Airborne Measurements Reveal High Spatiotemporal Variation and the Heavy-Tail Characteristic of Nitrous Oxide Emissions in Iowa

Abstract

Nitrous oxide (N₂O) emissions from croplands contribute substantially to the climate impact of agriculture. Emissions of N₂O are controlled by both anthropogenic and environmental factors and can vary by orders of magnitude over short times and distances. This nature of emissions is difficult to capture with models and presents an observational challenge. In the 2021 and 2022 growing season, we collected airborne measurements of N₂O over Iowa to characterize N₂O emissions at the farm to multi-county spatial scales across days. We link our airborne observations to surface emissions using a Lagrangian particle dispersion model and quantify emissions using a Bayesian inversion framework. We find emissions magnitudes across Iowa, showing greater skew than modeled predictions, with a small fraction of fields contributing disproportionately to the total [25% of the domain contributing to 52%–77% of total emissions]. In addition to the high spatial variation, we find high temporal variability between flight days by a factor of 2 at the 100 km scale, and an order of magnitude at the 2 km scale], with peak emissions occurring at median soil moisture.
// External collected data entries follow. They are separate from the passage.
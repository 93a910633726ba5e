//! KPI - ダッシュボード指標の集計
//!
//! # 指標
//! - generated / inferred: Task の confidence 別件数
//! - unassigned_works / assignment_rate: Work の割り当て状況
//! - sync_diff: added = Task 総数（modified / deleted は 0）
//! - failed_count: failed の会議録数（会議録を持つ呼び出し側が埋める）

use serde::{Deserialize, Serialize};

use crate::domain::{
    Confidence, MeetingNote, MeetingNoteStatus, StepStatus, SyncDiff, SyncRun, Task, Work,
};

#[derive(Debug, Clone, Copy, Default, PartialEq, Eq, Serialize, Deserialize)]
#[serde(rename_all = "camelCase")]
pub struct DashboardKpi {
    /// 会議で明示された Task
    pub generated_tasks: usize,
    /// 分析で推定された Task
    pub inferred_tasks: usize,
    pub unassigned_works: usize,
    /// 0〜100
    pub assignment_rate: u32,
    pub sync_diff: SyncDiff,
    pub failed_count: usize,
}

impl DashboardKpi {
    pub fn with_failed_count(mut self, failed_count: usize) -> Self {
        self.failed_count = failed_count;
        self
    }
}

/// 担当者のいない Work（入力順）
pub fn compute_unassigned_works(works: &[Work]) -> Vec<&Work> {
    works.iter().filter(|w| !w.is_assigned()).collect()
}

pub fn unassigned_count(works: &[Work]) -> usize {
    works.iter().filter(|w| !w.is_assigned()).count()
}

/// `round(100 * assigned / total)`。Work が空なら 0
pub fn assignment_rate(works: &[Work]) -> u32 {
    let assigned = works.len() - unassigned_count(works);
    rounded_percent(assigned, works.len())
}

/// 処理に失敗した会議録の件数
pub fn compute_failed_count(notes: &[MeetingNote]) -> usize {
    notes
        .iter()
        .filter(|n| n.status == MeetingNoteStatus::Failed)
        .count()
}

/// 監査ログ中の失敗 SyncRun の件数
pub fn failed_sync_count(runs: &[SyncRun]) -> usize {
    runs.iter().filter(|r| r.is_failure()).count()
}

pub fn compute_dashboard_kpi(tasks: &[Task], works: &[Work]) -> DashboardKpi {
    let generated_tasks = tasks
        .iter()
        .filter(|t| t.confidence == Confidence::MeetingBased)
        .count();
    let inferred_tasks = tasks
        .iter()
        .filter(|t| t.confidence == Confidence::Inferred)
        .count();
    DashboardKpi {
        generated_tasks,
        inferred_tasks,
        unassigned_works: unassigned_count(works),
        assignment_rate: assignment_rate(works),
        sync_diff: SyncDiff::added(tasks.len()),
        failed_count: 0,
    }
}

/// パイプラインの進捗（%）: completed のステップ数 / 全ステップ数。空なら 0
pub fn pipeline_progress(steps: &[StepStatus]) -> u32 {
    let completed = steps.iter().filter(|s| **s == StepStatus::Completed).count();
    rounded_percent(completed, steps.len())
}

/// 整数の `round(100 * part / whole)`（0.5 は切り上げ）。`whole` が 0 なら 0
pub(crate) fn rounded_percent(part: usize, whole: usize) -> u32 {
    if whole == 0 {
        return 0;
    }
    let part = part.min(whole) as u64;
    let whole = whole as u64;
    ((200 * part + whole) / (2 * whole)) as u32
}

#[cfg(test)]
mod tests {
    use super::*;
    use crate::domain::{Category, MeetingNoteId};
    use chrono::Utc;
    use rstest::rstest;

    fn work(id: &str, assignee: Option<&str>) -> Work {
        let w = Work::new(id, id, Category::Backend);
        match assignee {
            Some(m) => w.with_assignee(m),
            None => w,
        }
    }

    #[rstest]
    #[case(0, 0, 0)]
    #[case(0, 4, 0)]
    #[case(4, 4, 100)]
    #[case(1, 3, 33)]
    #[case(2, 3, 67)]
    #[case(1, 8, 13)]
    #[case(7, 8, 88)]
    fn rounded_percent_rounds_half_up(#[case] part: usize, #[case] whole: usize, #[case] want: u32) {
        assert_eq!(rounded_percent(part, whole), want);
    }

    #[rstest]
    #[case(&[], 0)]
    #[case(&[StepStatus::Pending; 5], 0)]
    #[case(&[StepStatus::Completed, StepStatus::Processing, StepStatus::Pending, StepStatus::Pending, StepStatus::Pending], 20)]
    #[case(&[StepStatus::Completed, StepStatus::Completed, StepStatus::Failed], 67)]
    #[case(&[StepStatus::Completed; 5], 100)]
    fn pipeline_progress_counts_completed_steps(#[case] steps: &[StepStatus], #[case] want: u32) {
        assert_eq!(pipeline_progress(steps), want);
    }

    #[test]
    fn empty_works_give_zero_rate() {
        let kpi = compute_dashboard_kpi(&[], &[]);
        assert_eq!(kpi.assignment_rate, 0);
        assert_eq!(kpi.unassigned_works, 0);
        assert_eq!(kpi.sync_diff, SyncDiff::default());
    }

    #[test]
    fn unassigned_works_preserve_input_order() {
        let works = vec![
            work("g1", None),
            work("g2", Some("1")),
            work("g3", None),
            work("g4", None),
        ];
        let ids: Vec<_> = compute_unassigned_works(&works)
            .iter()
            .map(|w| w.id.as_str())
            .collect();
        assert_eq!(ids, vec!["g1", "g3", "g4"]);
    }

    #[test]
    fn unassigned_count_is_total_minus_assigned() {
        let works = vec![work("g1", None), work("g2", Some("1")), work("g3", Some("2"))];
        let assigned = works.iter().filter(|w| w.assignee_id.is_some()).count();
        assert_eq!(unassigned_count(&works), works.len() - assigned);
        assert_eq!(assignment_rate(&works), 67);
    }

    #[test]
    fn kpi_counts_confidence() {
        let tasks = vec![
            Task::new("t1", "a", Category::Backend, "g1", Confidence::MeetingBased),
            Task::new("t2", "b", Category::Data, "g1", Confidence::MeetingBased),
            Task::new("t3", "c", Category::Data, "g1", Confidence::Inferred),
        ];
        let works = vec![work("g1", Some("4"))];

        let kpi = compute_dashboard_kpi(&tasks, &works);
        assert_eq!(kpi.generated_tasks, 2);
        assert_eq!(kpi.inferred_tasks, 1);
        assert_eq!(kpi.assignment_rate, 100);
        assert_eq!(kpi.sync_diff.added, 3);
        assert_eq!(kpi.failed_count, 0);
    }

    #[test]
    fn failed_count_only_counts_failed_notes() {
        let mut failed = MeetingNote::uploaded(MeetingNoteId::new("n1"), "a", "b", "c", Utc::now());
        failed.mark_failed();
        let ok = MeetingNote::uploaded(MeetingNoteId::new("n2"), "a", "b", "c", Utc::now());
        assert_eq!(compute_failed_count(&[failed, ok]), 1);
    }
}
This work illustrates the importance of transient, intense emissions from concentrated areas in explaining total cropland emissions, and demonstrates how airborne measurements can provide insights into variation that may be missed by other observational systems. Investigation into environmental factors highlights the need for observations, models and their input data to be spatiotemporally resolved to enable direct comparison, facilitating evaluation of predicted and reported emissions and providing guidance and feedback on mitigation strategies.